____ Input data
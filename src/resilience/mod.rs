//! # Resilience Module
//!
//! Protection for calls to slow, rate-limited and intermittently offline
//! upstream sources.
//!
//! ## Architecture
//!
//! - **Token bucket**: lazy-refill request budget with FIFO waiters
//! - **Backoff**: exponential delay with jitter after consecutive failures
//! - **Circuit breaker**: Closed / Open / HalfOpen guard with escalating recovery
//! - **Upstream guard**: limiter + breaker + call deadline for one source
//! - **Manager**: one guard per configured source, health reporting
//!
//! ## Usage
//!
//! ```rust,no_run
//! use update_orchestrator::config::UpstreamConfig;
//! use update_orchestrator::orchestration::shutdown::Shutdown;
//! use update_orchestrator::resilience::{UpstreamError, UpstreamGuard};
//!
//! # async fn example() -> Result<(), Box<dyn std::error::Error>> {
//! let guard = UpstreamGuard::from_config("exchange", &UpstreamConfig::default());
//! let shutdown = Shutdown::new();
//!
//! let quote = guard
//!     .call(&shutdown.signal(), || async {
//!         // HTTP request here
//!         Ok::<_, UpstreamError>(42.0)
//!     })
//!     .await?;
//! # let _ = quote;
//! # Ok(())
//! # }
//! ```

pub mod backoff;
pub mod circuit_breaker;
pub mod config;
pub mod manager;
pub mod metrics;
pub mod rate_limiter;
pub mod token_bucket;
pub mod upstream;

pub use backoff::ExponentialBackoff;
pub use circuit_breaker::{CircuitBreaker, CircuitBreakerError, CircuitState};
pub use config::CircuitBreakerConfig;
pub use manager::UpstreamManager;
pub use metrics::{CircuitBreakerMetrics, CircuitBreakerStatus, RateLimiterStats, UpstreamStatus};
pub use rate_limiter::RateLimiter;
pub use token_bucket::{TokenBucket, TokenBucketSnapshot};
pub use upstream::{UpstreamCallError, UpstreamError, UpstreamGuard};
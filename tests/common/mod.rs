//! Shared fakes for integration tests.
#![allow(dead_code)]

use async_trait::async_trait;
use chrono::{DateTime, TimeZone, Utc};
use parking_lot::Mutex;
use std::collections::{HashMap, VecDeque};
use std::sync::atomic::{AtomicUsize, Ordering};
use std::sync::Arc;
use std::time::Duration;
use update_orchestrator::config::{BackoffConfig, DataKindConfig, UpstreamConfig};
use update_orchestrator::{
    Collector, DataKind, Database, EntityCatalog, EntityFilter, FreshnessRegistry,
    InMemoryUpdateStore, ManualClock, OrchestratorError, Result, UpstreamError,
};

/// Saturday, so no blackout window applies
pub fn saturday_morning() -> DateTime<Utc> {
    Utc.with_ymd_and_hms(2024, 3, 9, 3, 0, 0).unwrap()
}

/// Catalog over a fixed, mutable list of entities
#[derive(Debug, Default)]
pub struct FakeCatalog {
    entities: Mutex<Vec<String>>,
    offline: std::sync::atomic::AtomicBool,
}

impl FakeCatalog {
    pub fn new(entities: &[&str]) -> Self {
        Self {
            entities: Mutex::new(entities.iter().map(|e| e.to_string()).collect()),
            offline: Default::default(),
        }
    }

    pub fn set_offline(&self, offline: bool) {
        self.offline.store(offline, Ordering::SeqCst);
    }
}

#[async_trait]
impl EntityCatalog for FakeCatalog {
    async fn query_entities(&self, filter: &EntityFilter) -> Result<Vec<String>> {
        if self.offline.load(Ordering::SeqCst) {
            return Err(OrchestratorError::Catalog("catalog offline".to_string()));
        }
        let mut entities = self.entities.lock().clone();
        if let Some(limit) = filter.limit {
            entities.truncate(limit);
        }
        Ok(entities)
    }
}

/// One collected row
#[derive(Debug, Clone, PartialEq)]
pub struct Quote {
    pub entity_id: String,
    pub close: f64,
}

/// Database that remembers every upsert
#[derive(Debug)]
pub struct RecordingDatabase {
    catalog: FakeCatalog,
    pub writes: Mutex<Vec<(DataKind, Vec<Quote>)>>,
}

impl RecordingDatabase {
    pub fn new(entities: &[&str]) -> Self {
        Self {
            catalog: FakeCatalog::new(entities),
            writes: Mutex::new(Vec::new()),
        }
    }

    pub fn written_entities(&self) -> Vec<String> {
        let mut entities: Vec<String> = self
            .writes
            .lock()
            .iter()
            .flat_map(|(_, quotes)| quotes.iter().map(|q| q.entity_id.clone()))
            .collect();
        entities.sort();
        entities
    }
}

#[async_trait]
impl EntityCatalog for RecordingDatabase {
    async fn query_entities(&self, filter: &EntityFilter) -> Result<Vec<String>> {
        self.catalog.query_entities(filter).await
    }
}

#[async_trait]
impl Database<Quote> for RecordingDatabase {
    async fn upsert(&self, data_kind: DataKind, records: Vec<Quote>) -> Result<usize> {
        let count = records.len();
        self.writes.lock().push((data_kind, records));
        Ok(count)
    }
}

/// Scripted response for one collector call
#[derive(Debug, Clone)]
pub enum Step {
    Ok,
    Fail,
    Hang,
}

/// Collector that follows a script, then falls back to a default step.
/// Counts every invocation.
#[derive(Debug)]
pub struct ScriptedCollector {
    script: Mutex<VecDeque<Step>>,
    fallback: Step,
    calls: AtomicUsize,
}

impl ScriptedCollector {
    pub fn always(step: Step) -> Self {
        Self::scripted(Vec::new(), step)
    }

    pub fn scripted(script: Vec<Step>, fallback: Step) -> Self {
        Self {
            script: Mutex::new(script.into()),
            fallback,
            calls: AtomicUsize::new(0),
        }
    }

    pub fn calls(&self) -> usize {
        self.calls.load(Ordering::SeqCst)
    }

    fn next_step(&self) -> Step {
        self.calls.fetch_add(1, Ordering::SeqCst);
        self.script
            .lock()
            .pop_front()
            .unwrap_or_else(|| self.fallback.clone())
    }

    async fn run(&self, entity_id: &str) -> std::result::Result<Vec<Quote>, UpstreamError> {
        match self.next_step() {
            Step::Ok => Ok(vec![Quote {
                entity_id: entity_id.to_string(),
                close: 23_450.0,
            }]),
            Step::Fail => Err(UpstreamError::transient("503 Service Unavailable")),
            Step::Hang => {
                tokio::time::sleep(Duration::from_secs(3_600)).await;
                Ok(Vec::new())
            }
        }
    }
}

#[async_trait]
impl Collector for ScriptedCollector {
    type Record = Quote;

    async fn collect(&self, entity_id: &str) -> std::result::Result<Vec<Quote>, UpstreamError> {
        self.run(entity_id).await
    }

    async fn collect_batch(&self) -> std::result::Result<Vec<Quote>, UpstreamError> {
        self.run("*").await
    }
}

/// Upstream settings fast enough for paused-clock tests
pub fn fast_upstream(failure_threshold: u32) -> UpstreamConfig {
    UpstreamConfig {
        requests_per_minute: 600,
        burst_capacity: Some(5),
        failure_threshold,
        recovery_timeout_seconds: 60,
        call_timeout_seconds: 5,
        backoff: BackoffConfig {
            base_delay_ms: 100,
            max_delay_ms: 1_000,
            multiplier: 2.0,
            jitter: 0.0,
        },
        ..UpstreamConfig::default()
    }
}

pub fn price_kinds() -> HashMap<DataKind, DataKindConfig> {
    HashMap::from([(
        DataKind::Price,
        DataKindConfig::new(Duration::from_secs(24 * 60 * 60), 1),
    )])
}

pub fn registry_with(
    kinds: HashMap<DataKind, DataKindConfig>,
    catalog: Arc<dyn EntityCatalog>,
    clock: Arc<ManualClock>,
) -> Arc<FreshnessRegistry> {
    Arc::new(FreshnessRegistry::new(
        kinds,
        Arc::new(InMemoryUpdateStore::new()),
        catalog,
        clock,
    ))
}
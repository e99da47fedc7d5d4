//! Blackout window: venue trading sessions during which expensive refreshes are deferred.

use crate::config::{BlackoutConfig, ConfigResult, ConfigurationError};
use chrono::{DateTime, Datelike, FixedOffset, NaiveTime, Offset, Utc, Weekday};

#[derive(Debug, Clone, PartialEq)]
pub struct BlackoutWindow {
    enabled: bool,
    offset: FixedOffset,
    sessions: Vec<(NaiveTime, NaiveTime)>,
    operational_days: Vec<Weekday>,
}

impl BlackoutWindow {
    pub fn from_config(config: &BlackoutConfig) -> ConfigResult<Self> {
        let offset = FixedOffset::east_opt(config.utc_offset_minutes * 60).ok_or_else(|| {
            ConfigurationError::invalid_value(
                "blackout.utc_offset_minutes",
                config.utc_offset_minutes,
                "offset must be within ±24h",
            )
        })?;
        let sessions = config
            .sessions
            .iter()
            .map(|session| session.parse())
            .collect::<ConfigResult<Vec<_>>>()?;

        Ok(Self {
            enabled: config.enabled,
            offset,
            sessions,
            operational_days: config.parsed_days()?,
        })
    }

    /// A window that is never active
    pub fn disabled() -> Self {
        Self {
            enabled: false,
            offset: Utc.fix(),
            sessions: Vec::new(),
            operational_days: Vec::new(),
        }
    }

    pub fn is_enabled(&self) -> bool {
        self.enabled
    }

    /// True inside a session on an operational day (venue local time).
    /// Session bounds are start-inclusive, end-exclusive.
    pub fn is_active(&self, now: DateTime<Utc>) -> bool {
        if !self.enabled {
            return false;
        }
        let local = now.with_timezone(&self.offset);
        if !self.operational_days.contains(&local.weekday()) {
            return false;
        }
        let time = local.time();
        self.sessions
            .iter()
            .any(|(start, end)| time >= *start && time < *end)
    }
}

#[cfg(test)]
mod tests {
    use super::*;
    use chrono::TimeZone;

    fn window() -> BlackoutWindow {
        BlackoutWindow::from_config(&BlackoutConfig::default()).unwrap()
    }

    /// Venue time (UTC+7) to UTC
    fn venue(y: i32, m: u32, d: u32, h: u32, min: u32) -> DateTime<Utc> {
        FixedOffset::east_opt(7 * 3600)
            .unwrap()
            .with_ymd_and_hms(y, m, d, h, min, 0)
            .unwrap()
            .with_timezone(&Utc)
    }

    #[test]
    fn test_active_during_sessions_on_weekdays() {
        let window = window();
        // 2024-03-04 is a Monday
        assert!(window.is_active(venue(2024, 3, 4, 9, 0)));
        assert!(window.is_active(venue(2024, 3, 4, 11, 29)));
        assert!(!window.is_active(venue(2024, 3, 4, 11, 30)));
        assert!(!window.is_active(venue(2024, 3, 4, 12, 15)));
        assert!(window.is_active(venue(2024, 3, 4, 14, 0)));
        assert!(!window.is_active(venue(2024, 3, 4, 15, 0)));
        assert!(!window.is_active(venue(2024, 3, 4, 8, 59)));
    }

    #[test]
    fn test_inactive_on_non_operational_days() {
        let window = window();
        // Saturday and Sunday
        assert!(!window.is_active(venue(2024, 3, 9, 10, 0)));
        assert!(!window.is_active(venue(2024, 3, 10, 10, 0)));
    }

    #[test]
    fn test_disabled_window_is_never_active() {
        let config = BlackoutConfig {
            enabled: false,
            ..BlackoutConfig::default()
        };
        let window = BlackoutWindow::from_config(&config).unwrap();
        assert!(!window.is_active(venue(2024, 3, 4, 10, 0)));
        assert!(!BlackoutWindow::disabled().is_active(venue(2024, 3, 4, 10, 0)));
    }

    #[test]
    fn test_rejects_out_of_range_offset() {
        let config = BlackoutConfig {
            utc_offset_minutes: 30 * 60,
            ..BlackoutConfig::default()
        };
        assert!(BlackoutWindow::from_config(&config).is_err());
    }
}
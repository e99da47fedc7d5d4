//! Storage seam for update records.
//!
//! Implementations must make each [`UpdateStore::apply`] atomic for its record
//! (read, merge, write) with last-writer-wins between concurrent writers.
//! Nothing spans more than one record.

use super::types::{UpdateOutcome, UpdateRecord};
use crate::constants::{DataKind, UpdateStatus};
use crate::error::Result;
use async_trait::async_trait;
use chrono::{DateTime, Utc};
use dashmap::DashMap;
use std::fmt::Debug;

#[async_trait]
pub trait UpdateStore: Send + Sync + Debug {
    async fn get(&self, entity_id: &str, data_kind: DataKind) -> Result<Option<UpdateRecord>>;

    async fn records_for_kind(&self, data_kind: DataKind) -> Result<Vec<UpdateRecord>>;

    /// Atomically merge `outcome` into its record and return the stored result
    async fn apply(&self, outcome: &UpdateOutcome) -> Result<UpdateRecord>;

    /// Move failed records (optionally of one entity) back to pending; returns how many changed
    async fn reset_failed(&self, entity_id: Option<&str>, now: DateTime<Utc>) -> Result<u64>;
}

/// Process-local store backed by a concurrent map
#[derive(Debug, Default)]
pub struct InMemoryUpdateStore {
    records: DashMap<(String, DataKind), UpdateRecord>,
}

impl InMemoryUpdateStore {
    pub fn new() -> Self {
        Self::default()
    }

    pub fn len(&self) -> usize {
        self.records.len()
    }

    pub fn is_empty(&self) -> bool {
        self.records.is_empty()
    }
}

#[async_trait]
impl UpdateStore for InMemoryUpdateStore {
    async fn get(&self, entity_id: &str, data_kind: DataKind) -> Result<Option<UpdateRecord>> {
        Ok(self
            .records
            .get(&(entity_id.to_string(), data_kind))
            .map(|entry| entry.value().clone()))
    }

    async fn records_for_kind(&self, data_kind: DataKind) -> Result<Vec<UpdateRecord>> {
        Ok(self
            .records
            .iter()
            .filter(|entry| entry.key().1 == data_kind)
            .map(|entry| entry.value().clone())
            .collect())
    }

    async fn apply(&self, outcome: &UpdateOutcome) -> Result<UpdateRecord> {
        let key = (outcome.entity_id.clone(), outcome.data_kind);
        // The entry guard holds the shard lock for the whole read-merge-write
        let mut entry = self.records.entry(key).or_insert_with(|| {
            UpdateRecord::new(
                outcome.entity_id.clone(),
                outcome.data_kind,
                outcome.priority,
                outcome.at,
            )
        });
        let merged = UpdateRecord::apply(Some(entry.value()), outcome);
        *entry.value_mut() = merged.clone();
        Ok(merged)
    }

    async fn reset_failed(&self, entity_id: Option<&str>, now: DateTime<Utc>) -> Result<u64> {
        let mut changed = 0;
        for mut entry in self.records.iter_mut() {
            let record = entry.value_mut();
            if record.last_status != UpdateStatus::Failed {
                continue;
            }
            if entity_id.is_some_and(|id| id != record.entity_id) {
                continue;
            }
            record.last_status = UpdateStatus::Pending;
            record.consecutive_failures = 0;
            record.last_error = None;
            record.next_due = now;
            changed += 1;
        }
        Ok(changed)
    }
}
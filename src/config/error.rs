//! Configuration Error Types
//!
//! Specific, actionable errors for configuration loading and validation.

use std::path::PathBuf;
use thiserror::Error;

/// Configuration-related errors with detailed context
#[derive(Debug, Error)]
pub enum ConfigurationError {
    /// Explicit configuration file does not exist
    #[error("Configuration file not found: {path}")]
    ConfigFileNotFound { path: PathBuf },

    /// File could not be parsed or merged with the other layers
    #[error("Failed to load configuration from {source_name}: {error}")]
    LoadError { source_name: String, error: String },

    /// Merged values do not fit the configuration schema
    #[error("Failed to deserialize configuration: {error}")]
    DeserializationError { error: String },

    /// Missing required configuration field
    #[error("Missing required configuration field '{field}' in {context}")]
    MissingRequiredField { field: String, context: String },

    /// Invalid configuration value
    #[error("Invalid value '{value}' for field '{field}': {context}")]
    InvalidValue {
        field: String,
        value: String,
        context: String,
    },
}

impl ConfigurationError {
    pub fn config_file_not_found(path: impl Into<PathBuf>) -> Self {
        Self::ConfigFileNotFound { path: path.into() }
    }

    pub fn load_error(source_name: impl Into<String>, error: impl std::fmt::Display) -> Self {
        Self::LoadError {
            source_name: source_name.into(),
            error: error.to_string(),
        }
    }

    pub fn deserialization_error(error: impl std::fmt::Display) -> Self {
        Self::DeserializationError {
            error: error.to_string(),
        }
    }

    pub fn missing_required_field(field: impl Into<String>, context: impl Into<String>) -> Self {
        Self::MissingRequiredField {
            field: field.into(),
            context: context.into(),
        }
    }

    pub fn invalid_value(
        field: impl Into<String>,
        value: impl ToString,
        context: impl Into<String>,
    ) -> Self {
        Self::InvalidValue {
            field: field.into(),
            value: value.to_string(),
            context: context.into(),
        }
    }
}

pub type ConfigResult<T> = Result<T, ConfigurationError>;
//! # Freshness Registry Module
//!
//! Tracks when each `(entity, data kind)` pair was last refreshed and turns that
//! into prioritized work for the scheduler.
//!
//! - [`FreshnessRegistry`] - due-lists, priority queue, health reporting
//! - [`UpdateStore`] - per-record atomic storage seam
//! - [`InMemoryUpdateStore`] - process-local store
//! - `PgUpdateStore` - PostgreSQL store (feature `postgres`)

pub mod freshness;
#[cfg(feature = "postgres")]
pub mod pg_store;
pub mod store;
pub mod types;

pub use freshness::FreshnessRegistry;
#[cfg(feature = "postgres")]
pub use pg_store::PgUpdateStore;
pub use store::{InMemoryUpdateStore, UpdateStore};
pub use types::{
    HealthSummary, KindHealth, Recommendation, RecommendationKind, RecommendationPriority,
    StartupReport, UpdateOutcome, UpdateRecord, WorkItem,
};
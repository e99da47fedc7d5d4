//! Error types for the update orchestrator.

use crate::config::ConfigurationError;
use thiserror::Error;

#[derive(Debug, Clone, PartialEq, Error)]
pub enum OrchestratorError {
    #[error("Configuration error: {0}")]
    Configuration(String),
    #[error("Registry error: {0}")]
    Registry(String),
    #[error("Update store error: {operation} - {reason}")]
    Store { operation: String, reason: String },
    #[error("Entity catalog error: {0}")]
    Catalog(String),
    #[error("Persistence error for {data_kind}: {reason}")]
    Persistence { data_kind: String, reason: String },
    #[error("Upstream error from {upstream}: {reason}")]
    Upstream { upstream: String, reason: String },
    #[error("Circuit breaker open: {0}")]
    CircuitOpen(String),
    #[error("Timeout error: {0}")]
    Timeout(String),
    #[error("Task not found: {0}")]
    TaskNotFound(String),
    #[error("Operation cancelled: {0}")]
    Cancelled(String),
    #[error("Internal error: {0}")]
    Internal(String),
}

impl OrchestratorError {
    pub fn store(operation: impl Into<String>, reason: impl ToString) -> Self {
        OrchestratorError::Store {
            operation: operation.into(),
            reason: reason.to_string(),
        }
    }
}

impl From<ConfigurationError> for OrchestratorError {
    fn from(error: ConfigurationError) -> Self {
        OrchestratorError::Configuration(error.to_string())
    }
}

impl From<serde_json::Error> for OrchestratorError {
    fn from(error: serde_json::Error) -> Self {
        OrchestratorError::Internal(format!("JSON serialization error: {error}"))
    }
}

#[cfg(feature = "postgres")]
impl From<sqlx::Error> for OrchestratorError {
    fn from(err: sqlx::Error) -> Self {
        OrchestratorError::store("sql", err)
    }
}

pub type Result<T> = std::result::Result<T, OrchestratorError>;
________
Find the lines of the listing above that hold "jitter". Please copy them.

//! - **Backoff**: exponential delay with jitter after consecutive failures
            jitter: 0.0,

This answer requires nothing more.